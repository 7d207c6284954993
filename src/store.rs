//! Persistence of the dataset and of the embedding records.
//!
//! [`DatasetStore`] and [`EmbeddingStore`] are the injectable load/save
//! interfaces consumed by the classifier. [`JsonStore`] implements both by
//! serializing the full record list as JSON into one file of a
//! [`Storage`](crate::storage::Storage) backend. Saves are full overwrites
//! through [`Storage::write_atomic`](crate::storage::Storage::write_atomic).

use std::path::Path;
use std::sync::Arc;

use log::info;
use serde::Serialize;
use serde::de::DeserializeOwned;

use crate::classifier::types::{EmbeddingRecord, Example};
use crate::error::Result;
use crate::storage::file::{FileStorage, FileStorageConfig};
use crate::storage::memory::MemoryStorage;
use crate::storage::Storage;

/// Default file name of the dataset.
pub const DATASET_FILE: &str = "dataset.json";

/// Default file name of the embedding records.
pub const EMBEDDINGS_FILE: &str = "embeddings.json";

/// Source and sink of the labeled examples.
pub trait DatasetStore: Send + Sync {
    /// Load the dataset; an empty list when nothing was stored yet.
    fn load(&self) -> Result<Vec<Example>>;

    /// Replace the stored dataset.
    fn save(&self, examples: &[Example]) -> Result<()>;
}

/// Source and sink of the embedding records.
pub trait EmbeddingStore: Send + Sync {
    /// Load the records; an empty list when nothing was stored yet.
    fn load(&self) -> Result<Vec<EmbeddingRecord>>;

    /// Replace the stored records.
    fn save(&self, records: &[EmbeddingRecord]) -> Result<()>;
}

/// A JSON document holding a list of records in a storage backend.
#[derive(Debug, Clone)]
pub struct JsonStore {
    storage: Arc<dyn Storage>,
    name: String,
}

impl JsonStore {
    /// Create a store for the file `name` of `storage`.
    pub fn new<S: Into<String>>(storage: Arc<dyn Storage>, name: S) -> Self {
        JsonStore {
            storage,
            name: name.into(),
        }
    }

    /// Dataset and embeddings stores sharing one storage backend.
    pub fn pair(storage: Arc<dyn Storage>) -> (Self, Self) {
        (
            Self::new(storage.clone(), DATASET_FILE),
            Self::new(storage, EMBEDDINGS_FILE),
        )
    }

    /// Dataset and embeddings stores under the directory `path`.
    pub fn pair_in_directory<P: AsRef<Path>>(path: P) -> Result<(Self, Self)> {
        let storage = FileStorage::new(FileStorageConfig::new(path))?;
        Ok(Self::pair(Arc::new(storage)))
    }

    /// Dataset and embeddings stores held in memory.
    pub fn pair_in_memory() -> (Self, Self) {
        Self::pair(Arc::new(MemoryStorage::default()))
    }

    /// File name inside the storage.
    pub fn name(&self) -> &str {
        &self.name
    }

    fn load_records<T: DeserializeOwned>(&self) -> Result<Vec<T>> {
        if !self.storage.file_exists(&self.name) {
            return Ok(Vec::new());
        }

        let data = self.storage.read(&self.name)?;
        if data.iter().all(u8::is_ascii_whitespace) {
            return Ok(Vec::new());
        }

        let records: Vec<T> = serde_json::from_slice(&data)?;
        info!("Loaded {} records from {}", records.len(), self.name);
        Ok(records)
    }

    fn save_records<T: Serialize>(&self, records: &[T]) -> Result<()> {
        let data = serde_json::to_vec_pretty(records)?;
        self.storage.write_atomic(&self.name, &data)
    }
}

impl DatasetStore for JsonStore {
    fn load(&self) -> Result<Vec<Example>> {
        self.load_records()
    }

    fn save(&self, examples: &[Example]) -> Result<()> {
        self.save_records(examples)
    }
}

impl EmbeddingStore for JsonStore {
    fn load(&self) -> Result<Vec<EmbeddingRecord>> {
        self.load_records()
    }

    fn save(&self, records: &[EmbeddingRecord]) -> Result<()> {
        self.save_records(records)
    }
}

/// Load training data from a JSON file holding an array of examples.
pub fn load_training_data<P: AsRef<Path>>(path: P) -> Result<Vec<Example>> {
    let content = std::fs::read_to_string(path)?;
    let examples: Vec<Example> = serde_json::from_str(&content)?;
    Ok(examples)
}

#### [WHAT TO DO]
Among the lines above, find those carrying the word "info" and copy them out.

#### [OUTPUT OF THE TASK]
use log::info;
        info!("Loaded {} records from {}", records.len(), self.name);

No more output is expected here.